Первым был австрийский генерал Штокенберг, присланный к Людовику XV с секретным поручением; вторым - путешественник, знатный англичанин, лорд Гей, прославившийся после сражения при Фонтенуа; третьим - граф Морен, посол короля датского, старик лет семидесяти, поседевший на дипломатической службе; четвертым - барон Эймар, провансальский дворянин, объехавший весь свет и проживший полвека в Азии.

Две женщины, бабушка и внучка, обе были маленькими и хрупкими. Графине Жержи было около восьмидесяти и лишь по какому-то чуду природы казалось, что ей шестьдесят; баронессе де Люд, было не более тридцати пяти.

- А, любезный лорд и вы, милый Эймар! Вы везде бывали и многое видали. Объясните нам, - сказал маркиз Пизани, - знаете ли вы маркиза Монферра, графа Белламаре и барона Шевинга?

- Нет, - отвечал англичанин, - я не знаю никого из этих господ.

- И я также, - сказал Эймар.

- И я, - кивнул Штокенберг.

- А вы, Морен?

- И я не знаю, - ответил датчанин.

- Если так, - продолжал Ришелье, - загадка так и не разгадана.

- Это граф Белламаре, - заявил маркиз Пизани.

- Это барон Шевинг, - возразил барон Стош.

- Это маркиз Монферра, - сказал герцог Сантарес.

- Это человек, насмехающийся над нами! - заключил Морпа.

- И делающий это великолепно! - прошептал король, по-видимому находивший большое удовольствие в этом импровизированном спектакле.

Наступило минутное молчание, потом чародей медленно вышел на середину гостиной и обвел проницательным взглядом присутствующих сквозь прорези маски.

- Вы правы, - сказал он по-итальянски Пизани, - я граф Белламаре. Вы не ошибаетесь, - прибавил он по-немецки барону Стошу, - я барон Шевинг. Вы меня узнали, дон Луис, - продолжал он по-португальски, - я Монферра, ваш лиссабонский друг.

Все слушали его, вытаращив глаза, но никто ему не отвечал.

- Милорд, - продолжал чародей на этот раз по-английски, - когда вы служили в полку полковника Черчилля в Индии, то однажды ужинали в Бомбее после охоты на тигра с одним путешественником…

- Который убил тигра при мне, - перебил лорд Гей, - тифа, разорвавшего брюхо моей споткнувшейся лошади… Этого смелого охотника страшный зверь ударил когтями - наверняка у него остались шрамы.

Чародей приподнял широкий рукав, покрывавший его левую руку, и обнажил четыре глубокие шрама.
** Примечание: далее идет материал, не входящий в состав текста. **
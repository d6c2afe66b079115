// src/docs.rs

use utoipa::OpenApi;
use utoipa::openapi::security::{Http, HttpAuthScheme, SecurityScheme};
use crate::handlers;
use crate::models;

#[derive(OpenApi)]
#[openapi(
    paths(
        // --- Auth ---
        handlers::auth::setup,
        handlers::auth::login,

        // --- Users ---
        handlers::auth::get_me,
        handlers::auth::change_password,
        handlers::auth::list_users,
        handlers::auth::create_user,
        handlers::auth::deactivate_user,

        // --- RBAC ---
        handlers::rbac::list_permissions,

        // --- Settings ---
        handlers::settings::get_settings,
        handlers::settings::update_settings,

        // --- Customers ---
        handlers::parties::list_customers,
        handlers::parties::search_customers,
        handlers::parties::create_customer,
        handlers::parties::get_customer,
        handlers::parties::update_customer,
        handlers::parties::deactivate_customer,
        handlers::parties::list_customer_payments,
        handlers::parties::record_customer_payment,

        // --- Suppliers ---
        handlers::parties::list_suppliers,
        handlers::parties::create_supplier,
        handlers::parties::get_supplier,
        handlers::parties::update_supplier,
        handlers::parties::deactivate_supplier,

        // --- INVENTORY ---
        handlers::inventory::list_categories,
        handlers::inventory::create_category,
        handlers::inventory::list_products,
        handlers::inventory::search_products,
        handlers::inventory::list_low_stock,
        handlers::inventory::create_product,
        handlers::inventory::get_product,
        handlers::inventory::update_product,
        handlers::inventory::deactivate_product,
        handlers::inventory::adjust_stock,
        handlers::inventory::list_movements,

        // --- Treasury ---
        handlers::treasury::list_treasuries,
        handlers::treasury::create_treasury,
        handlers::treasury::get_treasury,
        handlers::treasury::list_transactions,
        handlers::treasury::create_transaction,

        // --- Sales ---
        handlers::sales::list_sales,
        handlers::sales::create_sale,
        handlers::sales::get_sale,
        handlers::sales::get_sale_pdf,

        // --- Purchases ---
        handlers::purchases::list_purchases,
        handlers::purchases::create_purchase,
        handlers::purchases::get_purchase,
        handlers::purchases::receive_purchase,
        handlers::purchases::pay_supplier,

        // --- Shipments ---
        handlers::shipments::list_companies,
        handlers::shipments::create_company,
        handlers::shipments::list_shipments,
        handlers::shipments::create_shipment,
        handlers::shipments::get_shipment,
        handlers::shipments::update_shipment_status,

        // --- Collections ---
        handlers::collections::list_tasks,
        handlers::collections::create_task,
        handlers::collections::get_task,
        handlers::collections::add_follow_up,
        handlers::collections::list_alerts,
        handlers::collections::scan_alerts,
        handlers::collections::mark_alert_read,
        handlers::collections::dismiss_alert,
        handlers::collections::get_settings,
        handlers::collections::update_settings,

        // --- Manufacturing ---
        handlers::manufacturing::list_factories,
        handlers::manufacturing::create_factory,
        handlers::manufacturing::list_orders,
        handlers::manufacturing::create_order,
        handlers::manufacturing::get_order,
        handlers::manufacturing::receive_order,
        handlers::manufacturing::cancel_order,
    ),
    components(
        schemas(
            // Auth
            models::auth::Role,
            models::auth::User,
            models::auth::SetupAdminPayload,
            models::auth::LoginPayload,
            models::auth::CreateUserPayload,
            models::auth::ChangePasswordPayload,
            models::auth::AuthResponse,

            // RBAC
            models::rbac::PermissionEntry,

            // Settings
            models::settings::BusinessSettings,
            models::settings::UpdateSettingsRequest,

            // Parties
            models::parties::Customer,
            models::parties::CustomerPayload,
            models::parties::CustomerPayment,
            models::parties::CreateCustomerPaymentPayload,
            models::parties::Supplier,
            models::parties::SupplierPayload,

            // Inventory
            models::inventory::StockDirection,
            models::inventory::StockMovementReason,
            models::inventory::AdjustmentMode,
            models::inventory::Category,
            models::inventory::CreateCategoryPayload,
            models::inventory::Product,
            models::inventory::CreateProductPayload,
            models::inventory::UpdateProductPayload,
            models::inventory::AdjustStockPayload,
            models::inventory::StockMovement,

            // Treasury
            models::treasury::TreasuryKind,
            models::treasury::TreasuryTransactionType,
            models::treasury::Treasury,
            models::treasury::TreasuryTransaction,
            models::treasury::CreateTreasuryPayload,
            models::treasury::CreateTreasuryTransactionPayload,

            // Sales
            models::sales::PaymentStatus,
            models::sales::Sale,
            models::sales::SaleItem,
            models::sales::SaleDetail,
            models::sales::SaleItemPayload,
            models::sales::CreateSalePayload,

            // Purchases
            models::purchases::PurchaseStatus,
            models::purchases::Purchase,
            models::purchases::PurchaseItem,
            models::purchases::PurchaseDetail,
            models::purchases::PurchaseItemPayload,
            models::purchases::CreatePurchasePayload,
            models::purchases::ReceiveLinePayload,
            models::purchases::ReceivePurchasePayload,
            models::purchases::SupplierPaymentPayload,

            // Shipments
            models::shipments::ShipmentStatus,
            models::shipments::CollectionStatus,
            models::shipments::ShippingCompany,
            models::shipments::CreateShippingCompanyPayload,
            models::shipments::Shipment,
            models::shipments::ShipmentStatusHistory,
            models::shipments::ShipmentDetail,
            models::shipments::CreateShipmentPayload,
            models::shipments::UpdateShipmentStatusPayload,

            // Collections
            models::collections::TaskPriority,
            models::collections::TaskStatus,
            models::collections::ContactType,
            models::collections::ContactResult,
            models::collections::AlertType,
            models::collections::CollectionSettings,
            models::collections::UpdateCollectionSettingsPayload,
            models::collections::CollectionTask,
            models::collections::CollectionFollowUp,
            models::collections::CollectionTaskDetail,
            models::collections::CreateCollectionTaskPayload,
            models::collections::CreateFollowUpPayload,
            models::collections::CollectionAlert,
            models::collections::AlertScanResult,

            // Manufacturing
            models::manufacturing::ManufacturingStatus,
            models::manufacturing::QualityGrade,
            models::manufacturing::Factory,
            models::manufacturing::CreateFactoryPayload,
            models::manufacturing::ManufacturingOrder,
            models::manufacturing::RawMaterialLine,
            models::manufacturing::FinishedProductLine,
            models::manufacturing::ManufacturingOrderDetail,
            models::manufacturing::ManufacturingLinePayload,
            models::manufacturing::CreateManufacturingOrderPayload,
            models::manufacturing::ReceiveFinishedLinePayload,
            models::manufacturing::ReceiveManufacturingPayload,
        )
    ),
    tags(
        (name = "Auth", description = "Configuração inicial e Login"),
        (name = "Users", description = "Usuários e Perfil"),
        (name = "RBAC", description = "Catálogo de Permissões por Papel"),
        (name = "Settings", description = "Dados da Empresa"),
        (name = "Customers", description = "Clientes e Recebimentos"),
        (name = "Suppliers", description = "Fornecedores"),
        (name = "Inventory", description = "Produtos, Categorias e Movimentos de Estoque"),
        (name = "Treasury", description = "Caixas, Bancos e Lançamentos"),
        (name = "Sales", description = "Faturas de Venda"),
        (name = "Purchases", description = "Faturas de Compra, Recebimento e Pagamento"),
        (name = "Shipments", description = "Transportadoras e Envios"),
        (name = "Collections", description = "Cobrança: Tarefas, Contatos e Alertas"),
        (name = "Manufacturing", description = "Fábricas e Ordens de Fabricação")
    ),
    modifiers(&SecurityAddon)
)]
pub struct ApiDoc;

struct SecurityAddon;

impl utoipa::Modify for SecurityAddon {
    fn modify(&self, openapi: &mut utoipa::openapi::OpenApi) {
        let components = openapi.components.get_or_insert_with(Default::default);
        components.add_security_scheme(
            "api_jwt",
            SecurityScheme::Http(
                Http::new(HttpAuthScheme::Bearer)
            ),
        );
    }
}

#[cfg(test)]
mod tests {
    use super::*;

    #[test]
    fn documents_every_route_group_with_bearer_scheme() {
        let doc = ApiDoc::openapi();

        for path in [
            "/api/auth/setup",
            "/api/customers/{id}/payments",
            "/api/inventory/products/{id}/adjust",
            "/api/sales/{id}/pdf",
            "/api/purchases/{id}/receive",
            "/api/shipments/{id}/status",
            "/api/collections/alerts/scan",
            "/api/manufacturing-orders/{id}/receive",
        ] {
            assert!(doc.paths.paths.contains_key(path), "rota ausente: {path}");
        }

        let schemes = doc.components.as_ref().map(|c| &c.security_schemes).unwrap();
        assert!(schemes.contains_key("api_jwt"));
    }
}
// src/models/shipments.rs

use chrono::{DateTime, Utc};
use rust_decimal::Decimal;
use serde::{Deserialize, Serialize};
use sqlx::FromRow;
use utoipa::{IntoParams, ToSchema};
use uuid::Uuid;
use validator::Validate;

use crate::common::validation::{validate_not_negative, validate_percentage};

#[derive(Debug, Clone, Copy, PartialEq, Eq, Serialize, Deserialize, sqlx::Type, ToSchema)]
#[sqlx(type_name = "shipment_status", rename_all = "SCREAMING_SNAKE_CASE")]
#[serde(rename_all = "SCREAMING_SNAKE_CASE")]
pub enum ShipmentStatus {
    Preparing,
    PickedUp,
    InTransit,
    OutForDelivery,
    Delivered,
    Returned,
    Cancelled,
}

impl ShipmentStatus {
    pub fn as_str(self) -> &'static str {
        match self {
            ShipmentStatus::Preparing => "PREPARING",
            ShipmentStatus::PickedUp => "PICKED_UP",
            ShipmentStatus::InTransit => "IN_TRANSIT",
            ShipmentStatus::OutForDelivery => "OUT_FOR_DELIVERY",
            ShipmentStatus::Delivered => "DELIVERED",
            ShipmentStatus::Returned => "RETURNED",
            ShipmentStatus::Cancelled => "CANCELLED",
        }
    }

    /// Tabela de transições permitidas.
    pub fn can_transition_to(self, next: ShipmentStatus) -> bool {
        use ShipmentStatus::*;
        matches!(
            (self, next),
            (Preparing, PickedUp | Cancelled)
                | (PickedUp, InTransit | Returned | Cancelled)
                | (InTransit, OutForDelivery | Delivered | Returned)
                | (OutForDelivery, Delivered | Returned)
        )
    }

    pub fn is_terminal(self) -> bool {
        matches!(self, ShipmentStatus::Delivered | ShipmentStatus::Returned | ShipmentStatus::Cancelled)
    }
}

#[derive(Debug, Clone, Copy, PartialEq, Eq, Serialize, Deserialize, sqlx::Type, ToSchema)]
#[sqlx(type_name = "collection_status", rename_all = "SCREAMING_SNAKE_CASE")]
#[serde(rename_all = "SCREAMING_SNAKE_CASE")]
pub enum CollectionStatus {
    NotCollected,
    Collected,
}

/// Comissão da transportadora sobre o valor cobrado na entrega.
pub fn collection_commission(cod_amount: Decimal, commission_percentage: Decimal) -> Decimal {
    (cod_amount * commission_percentage / Decimal::ONE_HUNDRED).round_dp(2)
}

// --- TRANSPORTADORAS ---

#[derive(Debug, Clone, Serialize, Deserialize, FromRow, ToSchema)]
#[serde(rename_all = "camelCase")]
pub struct ShippingCompany {
    pub id: Uuid,

    #[schema(example = "Bosta")]
    pub name: String,

    #[schema(example = "BOSTA")]
    pub code: Option<String>,

    pub phone: Option<String>,
    pub contact_person: Option<String>,
    pub base_price: Decimal,
    pub price_per_kg: Decimal,

    // Percentual sobre o COD
    #[schema(example = "2.50")]
    pub collection_commission: Decimal,

    pub is_active: bool,
    pub created_at: DateTime<Utc>,
}

#[derive(Debug, Deserialize, Validate, ToSchema)]
#[serde(rename_all = "camelCase")]
pub struct CreateShippingCompanyPayload {
    #[validate(length(min = 1, max = 100, message = "required"))]
    pub name: String,

    #[validate(length(max = 20))]
    pub code: Option<String>,

    pub phone: Option<String>,
    pub contact_person: Option<String>,

    #[validate(custom(function = "validate_not_negative"))]
    #[serde(default)]
    pub base_price: Decimal,

    #[validate(custom(function = "validate_not_negative"))]
    #[serde(default)]
    pub price_per_kg: Decimal,

    #[validate(custom(function = "validate_percentage"))]
    #[serde(default)]
    pub collection_commission: Decimal,
}

// --- ENVIOS ---

#[derive(Debug, Clone, Serialize, Deserialize, FromRow, ToSchema)]
#[serde(rename_all = "camelCase")]
pub struct Shipment {
    pub id: Uuid,

    #[schema(example = "SH-202501-0001")]
    pub shipment_number: String,

    pub sale_id: Option<Uuid>,
    pub shipping_company_id: Option<Uuid>,
    pub recipient_name: String,
    pub recipient_phone: String,
    pub recipient_address: String,
    pub recipient_city: String,
    pub recipient_governorate: String,
    pub weight: Option<Decimal>,
    pub pieces_count: i32,
    pub content_description: Option<String>,
    pub cod_amount: Decimal,
    pub shipping_cost: Decimal,

    // Valor (não percentual) já calculado na criação
    pub collection_commission: Decimal,

    pub status: ShipmentStatus,
    pub tracking_number: Option<String>,
    pub pickup_date: Option<DateTime<Utc>>,
    pub delivery_date: Option<DateTime<Utc>>,
    pub collection_status: CollectionStatus,
    pub collected_amount: Decimal,
    pub collection_date: Option<DateTime<Utc>>,
    pub notes: Option<String>,
    pub created_at: DateTime<Utc>,
    pub updated_at: DateTime<Utc>,
}

#[derive(Debug, Clone, Serialize, Deserialize, FromRow, ToSchema)]
#[serde(rename_all = "camelCase")]
pub struct ShipmentStatusHistory {
    pub id: Uuid,
    pub shipment_id: Uuid,
    pub user_id: Uuid,
    pub old_status: Option<ShipmentStatus>,
    pub new_status: ShipmentStatus,
    pub notes: Option<String>,
    pub created_at: DateTime<Utc>,
}

#[derive(Debug, Serialize, ToSchema)]
#[serde(rename_all = "camelCase")]
pub struct ShipmentDetail {
    #[serde(flatten)]
    pub shipment: Shipment,
    pub history: Vec<ShipmentStatusHistory>,
}

#[derive(Debug, Deserialize, Validate, ToSchema)]
#[serde(rename_all = "camelCase")]
pub struct CreateShipmentPayload {
    pub sale_id: Option<Uuid>,
    pub shipping_company_id: Option<Uuid>,

    #[validate(length(min = 1, max = 100, message = "required"))]
    pub recipient_name: String,

    #[validate(length(min = 1, max = 20, message = "required"))]
    pub recipient_phone: String,

    #[validate(length(min = 1, message = "required"))]
    pub recipient_address: String,

    #[validate(length(min = 1, max = 50, message = "required"))]
    pub recipient_city: String,

    #[validate(length(min = 1, max = 50, message = "required"))]
    pub recipient_governorate: String,

    #[validate(custom(function = "validate_not_negative"))]
    pub weight: Option<Decimal>,

    #[validate(range(min = 1))]
    #[serde(default = "default_pieces")]
    pub pieces_count: i32,

    pub content_description: Option<String>,

    #[validate(custom(function = "validate_not_negative"))]
    #[serde(default)]
    pub cod_amount: Decimal,

    #[validate(custom(function = "validate_not_negative"))]
    #[serde(default)]
    pub shipping_cost: Decimal,

    pub tracking_number: Option<String>,
    pub notes: Option<String>,
}

fn default_pieces() -> i32 {
    1
}

#[derive(Debug, Deserialize, Validate, ToSchema)]
#[serde(rename_all = "camelCase")]
pub struct UpdateShipmentStatusPayload {
    pub status: ShipmentStatus,
    pub tracking_number: Option<String>,
    pub notes: Option<String>,
}

#[derive(Debug, Deserialize, IntoParams)]
#[serde(rename_all = "camelCase")]
#[into_params(parameter_in = Query)]
pub struct ShipmentListQuery {
    pub status: Option<ShipmentStatus>,
}

#[cfg(test)]
mod tests {
    use super::*;
    use rust_decimal_macros::dec;
    use ShipmentStatus::*;

    const ALL: [ShipmentStatus; 7] =
        [Preparing, PickedUp, InTransit, OutForDelivery, Delivered, Returned, Cancelled];

    #[test]
    fn forward_path_is_allowed() {
        assert!(Preparing.can_transition_to(PickedUp));
        assert!(PickedUp.can_transition_to(InTransit));
        assert!(InTransit.can_transition_to(OutForDelivery));
        assert!(OutForDelivery.can_transition_to(Delivered));
        assert!(InTransit.can_transition_to(Delivered));
    }

    #[test]
    fn cancel_only_before_transit() {
        assert!(Preparing.can_transition_to(Cancelled));
        assert!(PickedUp.can_transition_to(Cancelled));
        assert!(!InTransit.can_transition_to(Cancelled));
        assert!(!OutForDelivery.can_transition_to(Cancelled));
    }

    #[test]
    fn terminal_states_have_no_exit() {
        for from in [Delivered, Returned, Cancelled] {
            assert!(from.is_terminal());
            for to in ALL {
                assert!(!from.can_transition_to(to), "{:?} -> {:?}", from, to);
            }
        }
    }

    #[test]
    fn no_self_or_backward_transitions() {
        for s in ALL {
            assert!(!s.can_transition_to(s));
        }
        assert!(!InTransit.can_transition_to(Preparing));
        assert!(!Preparing.can_transition_to(Delivered));
    }

    #[test]
    fn commission_is_percentage_of_cod() {
        assert_eq!(collection_commission(dec!(1500), dec!(2.5)), dec!(37.50));
        assert_eq!(collection_commission(dec!(0), dec!(3)), dec!(0));
        assert_eq!(collection_commission(dec!(333.33), dec!(1)), dec!(3.33));
    }
}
- Это вы! - закричал лорд Гей. - Вы, так храбро рисковавший своей жизнью ради моего спасения! Вы, шевалье Велдон!

- Да, милорд. Угодно вам представить меня этим господам?

- Шевалье де Велдон, спасший мне жизнь в Бомбее, - сказал по-французски лорд.

Наступило молчание. Король был в восторге. Чародей поклонился, как кланяются жители Востока, барону Эймару.

- Да будет с нами мир, - сказал он по-арабски, - и пусть воспоминания пробудятся в твоей душе. Мы вместе ели хлеб и соль по дороге в Дамаск, возле оазиса Змеи.

Барон казался изумленным.

- Это было двадцать лет назад, - ответил он также по-арабски.

- Да, - сказал чародей, - это происходило в 1720 году.

- Мы охотились на страусов.

- Вы убили трех, а я пятерых.

- Вы Сиди ла-Руа?

- К вашим услугам, барон!

Событие приобретало столь неординарный характер, что все присутствующие забыли о бале. Человек, прекрасно говоривший на шести разных языках и известный шести особам высшего общества под шестью разными именами, казался феноменом. У всех была только одна мысль, одно желание - узнать, кем он был на самом деле.

Чародей прошел через гостиную прямо к королю. Ришелье и Таванн быстро приблизились, чтобы встать между королем и таинственным гостем, но чародей сам остановился на почтительном расстоянии и низко поклонился.

- Государь, - сказал он на превосходном французском языке, - неделю тому назад, когда я убил кабана в Сенарском лесу, ваше величество обещали оказать мне милость.

- Как! - с живостью сказал Людовик XV. - Это вы спасли мне жизнь! Конечно, я обещал вам милость. Просите, чего хотите…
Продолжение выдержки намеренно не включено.